On 28 July 1480 an Ottoman force commanded by Gedik Ahmed Pasha, consisting of 90 galleys, 40 galiots and other ships carrying a total of around 150 crew and 18,000 troops, landed beneath the walls of Otranto. The city strongly resisted the Ottoman assaults, but the garrison was unable to withstand the bombardment for long. The garrison and all the townsfolk thus abandoned the main part of the city on 29 July, retreating into the citadel whilst the Ottomans began bombarding the neighboring houses.

According to accounts of the story chronicled by Giovanni Laggetto and Saverio de Marco the Turks promised clemency if the city capitulated but were informed that Otranto would never surrender. A second Turkish messenger sent to repeat the offer "was slain with arrows and an Otranto guardsman flung the keys of the city into the sea". At this the Ottoman artillery resumed the bombardment.

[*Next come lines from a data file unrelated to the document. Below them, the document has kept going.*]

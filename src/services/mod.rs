//! Pipeline services
//!
//! The transform stages between loading rows and rendering output:
//! criteria assembly and proposal grouping.

pub mod grouping;
pub mod taxonomy;

pub use grouping::{ApprovalSource, ProposalIndex};
pub use taxonomy::{assign, Assignment, Taxonomy};
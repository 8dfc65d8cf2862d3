//! Course catalog repository
//!
//! Loads the current catalog entry of every course at one institution.

use std::collections::HashMap;

use rusqlite::{params, Connection};

use crate::error::{ArchiveError, ArchiveResult};
use crate::models::CatalogCourse;

/// Read-only access to the `cuny_courses` table
pub struct CatalogRepository {
    conn: Connection,
}

impl CatalogRepository {
    /// Open the catalog database read-only
    pub fn open(location: &str) -> ArchiveResult<Self> {
        Ok(Self::from_connection(super::open_read_only(location)?))
    }

    /// Wrap an existing connection
    pub fn from_connection(conn: Connection) -> Self {
        Self { conn }
    }

    /// Load every course whose institution contains `institution`
    /// (case-insensitive), keyed by "DISCIPLINE NUMBER"
    pub fn load_courses(&self, institution: &str) -> ArchiveResult<HashMap<String, CatalogCourse>> {
        let mut stmt = self
            .conn
            .prepare(
                r#"
                SELECT discipline || ' ' || catalog_number AS course,
                       title,
                       course_status = 'A' AS is_active,
                       designation,
                       attributes
                  FROM cuny_courses
                 WHERE lower(institution) LIKE '%' || lower(?1) || '%'
                "#,
            )
            .map_err(|e| {
                ArchiveError::Database(format!("Failed to prepare catalog query: {}", e))
            })?;

        let rows = stmt
            .query_map(params![institution], |row| {
                let course: String = row.get(0)?;
                let attributes: Option<String> = row.get(4)?;
                let info = CatalogCourse {
                    title: row.get(1)?,
                    is_active: row.get::<_, Option<bool>>(2)?.unwrap_or(false),
                    designation: row.get::<_, Option<String>>(3)?.unwrap_or_default(),
                    ..Default::default()
                }
                .with_attributes(attributes.as_deref().unwrap_or(""));
                Ok((course, info))
            })
            .map_err(|e| ArchiveError::Database(format!("Failed to query catalog: {}", e)))?;

        let mut courses = HashMap::new();
        for row in rows {
            let (course, info) = row
                .map_err(|e| ArchiveError::Database(format!("Failed to read catalog row: {}", e)))?;
            courses.insert(course, info);
        }

        tracing::debug!(count = courses.len(), institution, "loaded catalog courses");
        Ok(courses)
    }
}
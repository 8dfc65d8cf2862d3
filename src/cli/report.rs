//! CLI command for the approval summary

use crate::config::Settings;
use crate::error::ArchiveResult;
use crate::reports::SummaryReport;

use super::load_archive;

/// Print per-category approval counts
pub fn handle_summary_command(settings: &Settings) -> ArchiveResult<()> {
    let archive = load_archive(settings)?;
    let report = SummaryReport::generate(&archive);

    println!(
        "Approvals {} through {}",
        archive.date_range.earliest_label(),
        archive.date_range.latest_label()
    );
    println!();
    print!("{}", report.format_terminal());
    Ok(())
}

A messenger was dispatched to beseech King Ferdinand of Naples for assistance, but most of the Aragonese militias were already committed in Tuscany. As time went on "Nearly seven-eighths (350) of Otranto's militia slipped over the city walls and fled." The remaining fifty soldiers fought alongside the citizenry dumping boiling oil and water on Turks trying to scale the ramparts between the cannonades.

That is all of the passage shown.